■ WORK REQUEST: From the data that follows, print exactly the lines starting at the one containing "Be specific, cite" and ending at the one containing "- Point out"; include both of them and nothing more.

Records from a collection
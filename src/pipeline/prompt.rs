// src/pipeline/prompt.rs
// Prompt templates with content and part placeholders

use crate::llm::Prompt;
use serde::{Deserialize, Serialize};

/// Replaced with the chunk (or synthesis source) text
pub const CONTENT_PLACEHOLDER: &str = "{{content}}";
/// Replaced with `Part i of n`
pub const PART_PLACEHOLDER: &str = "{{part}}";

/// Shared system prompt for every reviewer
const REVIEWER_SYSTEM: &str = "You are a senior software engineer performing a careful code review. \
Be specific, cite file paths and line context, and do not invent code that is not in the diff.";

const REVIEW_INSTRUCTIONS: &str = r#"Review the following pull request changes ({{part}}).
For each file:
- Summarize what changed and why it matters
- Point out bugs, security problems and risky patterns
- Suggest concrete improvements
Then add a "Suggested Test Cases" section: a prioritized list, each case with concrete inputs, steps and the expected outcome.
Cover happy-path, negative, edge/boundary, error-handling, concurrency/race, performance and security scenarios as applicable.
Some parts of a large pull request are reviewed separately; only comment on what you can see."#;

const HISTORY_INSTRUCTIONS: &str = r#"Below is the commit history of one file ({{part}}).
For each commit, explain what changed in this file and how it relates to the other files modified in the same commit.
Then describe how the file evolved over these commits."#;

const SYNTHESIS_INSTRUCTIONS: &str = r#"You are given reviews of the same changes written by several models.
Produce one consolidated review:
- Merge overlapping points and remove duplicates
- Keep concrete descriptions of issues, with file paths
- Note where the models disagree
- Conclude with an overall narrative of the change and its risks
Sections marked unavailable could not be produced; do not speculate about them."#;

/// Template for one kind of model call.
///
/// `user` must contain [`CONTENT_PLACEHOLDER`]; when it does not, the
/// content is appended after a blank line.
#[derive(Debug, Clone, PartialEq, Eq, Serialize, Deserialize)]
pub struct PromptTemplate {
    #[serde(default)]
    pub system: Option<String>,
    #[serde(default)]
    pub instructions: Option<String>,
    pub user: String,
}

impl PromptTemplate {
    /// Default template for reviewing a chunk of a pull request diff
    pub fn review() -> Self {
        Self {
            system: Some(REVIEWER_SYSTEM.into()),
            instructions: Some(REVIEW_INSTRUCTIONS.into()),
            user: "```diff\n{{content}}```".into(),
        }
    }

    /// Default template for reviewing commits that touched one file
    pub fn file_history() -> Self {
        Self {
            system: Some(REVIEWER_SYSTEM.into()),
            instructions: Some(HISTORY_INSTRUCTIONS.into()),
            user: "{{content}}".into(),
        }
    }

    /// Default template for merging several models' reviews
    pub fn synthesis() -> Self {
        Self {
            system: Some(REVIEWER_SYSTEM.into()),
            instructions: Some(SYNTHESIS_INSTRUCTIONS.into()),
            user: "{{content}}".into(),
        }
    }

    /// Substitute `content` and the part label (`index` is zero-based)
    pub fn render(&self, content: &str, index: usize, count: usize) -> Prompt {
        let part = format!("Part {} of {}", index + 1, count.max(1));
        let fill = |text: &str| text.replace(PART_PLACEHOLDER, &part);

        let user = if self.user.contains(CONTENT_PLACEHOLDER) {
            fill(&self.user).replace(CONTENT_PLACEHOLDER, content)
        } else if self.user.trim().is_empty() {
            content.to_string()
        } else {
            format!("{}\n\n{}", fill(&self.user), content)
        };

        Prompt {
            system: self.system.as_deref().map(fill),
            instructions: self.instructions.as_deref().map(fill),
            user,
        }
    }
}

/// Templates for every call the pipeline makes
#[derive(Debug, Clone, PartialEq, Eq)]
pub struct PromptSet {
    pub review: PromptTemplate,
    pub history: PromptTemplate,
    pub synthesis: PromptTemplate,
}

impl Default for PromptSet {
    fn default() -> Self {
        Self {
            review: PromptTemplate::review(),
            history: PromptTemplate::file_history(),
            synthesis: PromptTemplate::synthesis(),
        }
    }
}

■ ANSWER:
Be specific, cite file paths and line context, and do not invent code that is not in the diff.";

const REVIEW_INSTRUCTIONS: &str = r#"Review the following pull request changes ({{part}}).
For each file:
- Summarize what changed and why it matters
- Point out bugs, security problems and risky patterns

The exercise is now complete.